Each line of the records below that holds "NullCodec" should be copied out.
─── RECORDS FOR PROCESSING
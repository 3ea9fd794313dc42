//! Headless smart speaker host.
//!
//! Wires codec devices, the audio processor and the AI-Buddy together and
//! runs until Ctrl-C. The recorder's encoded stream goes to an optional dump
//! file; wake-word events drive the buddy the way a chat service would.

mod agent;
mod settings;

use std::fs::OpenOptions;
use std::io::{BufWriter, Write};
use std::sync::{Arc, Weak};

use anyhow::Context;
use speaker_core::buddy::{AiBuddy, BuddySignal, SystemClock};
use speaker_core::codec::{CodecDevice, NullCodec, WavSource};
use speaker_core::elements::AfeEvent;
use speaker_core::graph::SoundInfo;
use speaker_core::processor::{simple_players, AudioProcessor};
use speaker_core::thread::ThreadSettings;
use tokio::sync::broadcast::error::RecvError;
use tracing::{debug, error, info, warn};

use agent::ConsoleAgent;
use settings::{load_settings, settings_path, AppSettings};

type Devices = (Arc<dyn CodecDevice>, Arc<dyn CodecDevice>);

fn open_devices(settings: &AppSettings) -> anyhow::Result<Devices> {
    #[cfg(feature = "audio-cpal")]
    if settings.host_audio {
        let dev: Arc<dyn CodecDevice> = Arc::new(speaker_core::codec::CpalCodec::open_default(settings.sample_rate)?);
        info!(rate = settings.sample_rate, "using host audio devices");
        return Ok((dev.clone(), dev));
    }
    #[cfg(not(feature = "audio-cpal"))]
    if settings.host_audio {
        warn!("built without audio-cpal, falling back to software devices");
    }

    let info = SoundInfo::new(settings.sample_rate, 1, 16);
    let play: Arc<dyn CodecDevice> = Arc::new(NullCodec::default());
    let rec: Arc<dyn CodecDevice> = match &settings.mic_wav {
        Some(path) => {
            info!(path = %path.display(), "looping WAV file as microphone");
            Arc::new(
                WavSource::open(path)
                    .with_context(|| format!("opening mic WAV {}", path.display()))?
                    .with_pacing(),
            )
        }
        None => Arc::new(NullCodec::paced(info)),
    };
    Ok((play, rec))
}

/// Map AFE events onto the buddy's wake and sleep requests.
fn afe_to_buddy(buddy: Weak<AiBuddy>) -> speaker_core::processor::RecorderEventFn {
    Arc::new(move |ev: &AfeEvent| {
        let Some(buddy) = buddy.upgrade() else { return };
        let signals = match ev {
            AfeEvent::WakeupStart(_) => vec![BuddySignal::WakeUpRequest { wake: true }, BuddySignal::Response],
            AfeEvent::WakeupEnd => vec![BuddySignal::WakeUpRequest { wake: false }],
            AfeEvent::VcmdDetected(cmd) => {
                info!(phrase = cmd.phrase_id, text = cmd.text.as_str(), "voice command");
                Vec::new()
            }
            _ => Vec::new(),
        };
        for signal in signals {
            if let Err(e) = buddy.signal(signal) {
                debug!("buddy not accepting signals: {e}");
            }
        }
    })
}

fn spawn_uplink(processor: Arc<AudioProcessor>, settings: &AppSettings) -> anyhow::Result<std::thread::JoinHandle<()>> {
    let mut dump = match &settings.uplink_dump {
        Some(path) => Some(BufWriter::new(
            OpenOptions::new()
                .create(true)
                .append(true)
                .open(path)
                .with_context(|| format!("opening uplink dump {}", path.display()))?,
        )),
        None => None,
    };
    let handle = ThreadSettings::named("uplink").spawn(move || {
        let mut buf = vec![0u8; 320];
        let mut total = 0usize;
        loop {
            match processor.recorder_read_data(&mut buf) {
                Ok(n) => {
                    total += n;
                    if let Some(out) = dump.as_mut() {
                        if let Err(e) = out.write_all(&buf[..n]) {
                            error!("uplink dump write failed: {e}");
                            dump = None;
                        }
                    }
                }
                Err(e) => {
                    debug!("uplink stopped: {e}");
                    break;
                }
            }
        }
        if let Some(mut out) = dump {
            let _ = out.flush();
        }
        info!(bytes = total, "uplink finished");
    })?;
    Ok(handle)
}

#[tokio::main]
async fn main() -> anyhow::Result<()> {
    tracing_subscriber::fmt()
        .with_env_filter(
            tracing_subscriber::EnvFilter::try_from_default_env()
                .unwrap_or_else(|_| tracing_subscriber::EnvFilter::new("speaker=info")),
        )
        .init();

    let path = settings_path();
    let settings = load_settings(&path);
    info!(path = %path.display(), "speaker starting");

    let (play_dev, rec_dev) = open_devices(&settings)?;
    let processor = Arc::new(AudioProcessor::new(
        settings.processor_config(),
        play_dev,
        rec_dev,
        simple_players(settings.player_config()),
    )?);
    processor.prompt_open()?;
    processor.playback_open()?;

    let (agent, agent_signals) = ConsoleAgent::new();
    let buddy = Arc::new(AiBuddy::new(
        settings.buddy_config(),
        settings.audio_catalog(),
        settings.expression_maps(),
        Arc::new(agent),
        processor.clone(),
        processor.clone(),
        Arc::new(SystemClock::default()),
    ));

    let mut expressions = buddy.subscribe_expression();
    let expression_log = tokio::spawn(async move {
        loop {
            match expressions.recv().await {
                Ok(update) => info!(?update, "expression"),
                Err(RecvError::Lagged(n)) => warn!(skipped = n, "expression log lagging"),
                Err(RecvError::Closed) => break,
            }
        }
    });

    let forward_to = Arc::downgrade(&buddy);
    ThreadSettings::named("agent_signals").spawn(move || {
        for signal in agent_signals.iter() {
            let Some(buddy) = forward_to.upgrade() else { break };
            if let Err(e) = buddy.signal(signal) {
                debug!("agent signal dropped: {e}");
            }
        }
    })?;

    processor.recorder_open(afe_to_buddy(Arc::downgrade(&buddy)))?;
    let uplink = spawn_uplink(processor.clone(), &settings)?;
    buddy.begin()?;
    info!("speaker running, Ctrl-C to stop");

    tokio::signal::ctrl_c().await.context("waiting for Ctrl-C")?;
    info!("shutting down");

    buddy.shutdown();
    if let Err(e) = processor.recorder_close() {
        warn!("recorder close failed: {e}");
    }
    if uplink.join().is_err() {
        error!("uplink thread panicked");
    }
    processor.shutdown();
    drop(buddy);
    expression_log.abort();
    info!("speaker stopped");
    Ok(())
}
──────
─── RECORDS FOR PROCESSING
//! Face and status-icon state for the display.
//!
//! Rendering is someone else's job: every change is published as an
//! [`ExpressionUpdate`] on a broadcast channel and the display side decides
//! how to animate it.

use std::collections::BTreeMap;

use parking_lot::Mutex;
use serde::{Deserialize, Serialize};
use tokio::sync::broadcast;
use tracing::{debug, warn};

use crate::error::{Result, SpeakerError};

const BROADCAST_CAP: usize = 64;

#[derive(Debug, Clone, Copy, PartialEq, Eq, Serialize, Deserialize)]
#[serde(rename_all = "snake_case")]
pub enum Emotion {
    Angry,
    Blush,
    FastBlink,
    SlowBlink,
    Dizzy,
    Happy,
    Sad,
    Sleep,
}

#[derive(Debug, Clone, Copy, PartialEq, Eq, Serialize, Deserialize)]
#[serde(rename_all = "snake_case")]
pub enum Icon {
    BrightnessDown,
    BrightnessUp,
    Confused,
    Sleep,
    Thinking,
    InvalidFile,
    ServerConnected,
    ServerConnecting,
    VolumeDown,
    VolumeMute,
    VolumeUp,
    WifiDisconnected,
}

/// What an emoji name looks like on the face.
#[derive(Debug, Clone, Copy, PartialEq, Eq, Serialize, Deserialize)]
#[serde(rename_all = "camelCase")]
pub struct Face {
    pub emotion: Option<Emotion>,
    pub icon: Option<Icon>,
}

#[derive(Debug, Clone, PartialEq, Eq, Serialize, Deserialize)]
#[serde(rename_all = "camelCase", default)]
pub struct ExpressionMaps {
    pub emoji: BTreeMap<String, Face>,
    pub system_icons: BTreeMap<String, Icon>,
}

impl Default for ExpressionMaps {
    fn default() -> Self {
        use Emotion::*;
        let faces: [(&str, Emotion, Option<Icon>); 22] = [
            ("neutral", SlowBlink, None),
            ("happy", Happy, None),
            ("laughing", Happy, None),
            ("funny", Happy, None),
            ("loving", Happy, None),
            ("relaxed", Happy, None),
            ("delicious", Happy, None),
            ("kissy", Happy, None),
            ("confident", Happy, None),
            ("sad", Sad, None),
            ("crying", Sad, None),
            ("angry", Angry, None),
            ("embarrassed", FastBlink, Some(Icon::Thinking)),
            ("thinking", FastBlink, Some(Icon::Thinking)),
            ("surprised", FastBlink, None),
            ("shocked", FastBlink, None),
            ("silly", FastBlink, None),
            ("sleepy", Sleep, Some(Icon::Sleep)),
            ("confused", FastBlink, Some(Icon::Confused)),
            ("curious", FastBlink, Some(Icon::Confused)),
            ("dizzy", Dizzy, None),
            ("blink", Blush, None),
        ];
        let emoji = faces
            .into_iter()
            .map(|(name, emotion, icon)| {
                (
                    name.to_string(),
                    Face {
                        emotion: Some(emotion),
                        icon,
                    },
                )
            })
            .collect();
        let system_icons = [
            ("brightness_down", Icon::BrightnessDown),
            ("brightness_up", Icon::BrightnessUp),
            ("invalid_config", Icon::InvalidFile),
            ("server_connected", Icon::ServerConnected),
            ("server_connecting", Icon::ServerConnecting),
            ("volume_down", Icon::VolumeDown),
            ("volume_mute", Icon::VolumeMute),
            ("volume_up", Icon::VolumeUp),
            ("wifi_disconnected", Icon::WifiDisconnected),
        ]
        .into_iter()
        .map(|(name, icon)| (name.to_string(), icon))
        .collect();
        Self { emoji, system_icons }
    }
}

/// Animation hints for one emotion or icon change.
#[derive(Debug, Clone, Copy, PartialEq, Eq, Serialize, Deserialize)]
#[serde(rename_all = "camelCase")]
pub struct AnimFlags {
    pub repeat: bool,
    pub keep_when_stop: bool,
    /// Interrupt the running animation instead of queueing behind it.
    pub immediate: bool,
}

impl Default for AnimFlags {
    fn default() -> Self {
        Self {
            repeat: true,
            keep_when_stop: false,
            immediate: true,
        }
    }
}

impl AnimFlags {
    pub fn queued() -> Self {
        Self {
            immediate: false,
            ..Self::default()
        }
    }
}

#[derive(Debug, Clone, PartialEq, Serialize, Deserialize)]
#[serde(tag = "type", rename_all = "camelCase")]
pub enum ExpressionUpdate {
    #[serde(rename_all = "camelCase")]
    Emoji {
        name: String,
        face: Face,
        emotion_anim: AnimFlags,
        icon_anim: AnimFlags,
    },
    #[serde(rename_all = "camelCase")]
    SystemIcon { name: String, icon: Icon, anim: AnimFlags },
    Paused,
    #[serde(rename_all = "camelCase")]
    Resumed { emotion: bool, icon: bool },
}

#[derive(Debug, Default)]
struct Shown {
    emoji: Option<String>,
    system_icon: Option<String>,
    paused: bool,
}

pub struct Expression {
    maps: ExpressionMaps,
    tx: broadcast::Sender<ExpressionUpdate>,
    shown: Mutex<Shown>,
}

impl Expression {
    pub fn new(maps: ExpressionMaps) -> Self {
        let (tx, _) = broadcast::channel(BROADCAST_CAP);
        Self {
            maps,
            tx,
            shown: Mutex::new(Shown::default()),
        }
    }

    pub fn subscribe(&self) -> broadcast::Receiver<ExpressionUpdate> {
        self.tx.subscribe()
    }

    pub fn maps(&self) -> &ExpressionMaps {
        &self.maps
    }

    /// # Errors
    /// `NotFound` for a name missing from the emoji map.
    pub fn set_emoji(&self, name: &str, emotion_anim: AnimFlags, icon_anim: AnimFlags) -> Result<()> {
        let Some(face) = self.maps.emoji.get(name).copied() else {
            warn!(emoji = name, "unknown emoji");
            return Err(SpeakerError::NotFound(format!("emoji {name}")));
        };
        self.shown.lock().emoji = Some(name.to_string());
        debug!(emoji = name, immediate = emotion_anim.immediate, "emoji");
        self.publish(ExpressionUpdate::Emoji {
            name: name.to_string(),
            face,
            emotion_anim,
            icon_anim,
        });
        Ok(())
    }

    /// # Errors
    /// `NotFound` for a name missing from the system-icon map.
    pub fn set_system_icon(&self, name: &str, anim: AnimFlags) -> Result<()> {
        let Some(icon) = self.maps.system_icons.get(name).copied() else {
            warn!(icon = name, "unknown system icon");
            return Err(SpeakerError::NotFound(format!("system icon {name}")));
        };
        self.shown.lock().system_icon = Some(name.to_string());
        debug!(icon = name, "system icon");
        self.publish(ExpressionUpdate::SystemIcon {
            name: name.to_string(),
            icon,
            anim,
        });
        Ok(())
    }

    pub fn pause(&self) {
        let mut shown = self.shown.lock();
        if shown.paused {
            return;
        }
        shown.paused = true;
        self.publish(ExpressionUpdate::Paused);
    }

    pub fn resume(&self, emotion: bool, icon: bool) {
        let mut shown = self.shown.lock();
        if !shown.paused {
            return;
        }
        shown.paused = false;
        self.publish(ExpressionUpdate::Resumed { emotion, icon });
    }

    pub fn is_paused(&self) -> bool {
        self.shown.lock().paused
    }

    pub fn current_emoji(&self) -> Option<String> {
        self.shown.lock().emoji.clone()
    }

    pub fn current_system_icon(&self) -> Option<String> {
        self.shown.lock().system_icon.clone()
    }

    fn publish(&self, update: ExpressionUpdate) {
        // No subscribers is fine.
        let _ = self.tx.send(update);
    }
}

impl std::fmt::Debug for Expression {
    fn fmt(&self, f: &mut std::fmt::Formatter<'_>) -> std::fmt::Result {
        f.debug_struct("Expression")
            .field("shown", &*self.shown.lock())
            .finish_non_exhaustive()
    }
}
──────
─── RECORDS FOR PROCESSING
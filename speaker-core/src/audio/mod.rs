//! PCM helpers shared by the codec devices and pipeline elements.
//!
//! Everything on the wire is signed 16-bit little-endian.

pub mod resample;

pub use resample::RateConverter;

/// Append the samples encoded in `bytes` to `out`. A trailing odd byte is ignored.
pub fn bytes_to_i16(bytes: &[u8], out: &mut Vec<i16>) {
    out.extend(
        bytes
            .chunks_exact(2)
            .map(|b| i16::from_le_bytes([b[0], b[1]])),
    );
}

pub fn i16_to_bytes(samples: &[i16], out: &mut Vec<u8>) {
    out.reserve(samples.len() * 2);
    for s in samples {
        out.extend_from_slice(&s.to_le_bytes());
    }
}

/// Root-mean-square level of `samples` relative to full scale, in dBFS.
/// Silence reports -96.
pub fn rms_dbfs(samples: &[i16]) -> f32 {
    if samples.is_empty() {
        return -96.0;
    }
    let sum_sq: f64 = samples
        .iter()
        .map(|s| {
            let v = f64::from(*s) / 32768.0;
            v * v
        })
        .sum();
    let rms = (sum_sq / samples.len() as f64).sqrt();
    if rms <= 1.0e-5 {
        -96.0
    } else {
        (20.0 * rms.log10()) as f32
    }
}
──────
RESPONSE FOR THIS EXERCISE —
use speaker_core::codec::{CodecDevice, NullCodec, WavSource};
    let play: Arc<dyn CodecDevice> = Arc::new(NullCodec::default());
        None => Arc::new(NullCodec::paced(info)),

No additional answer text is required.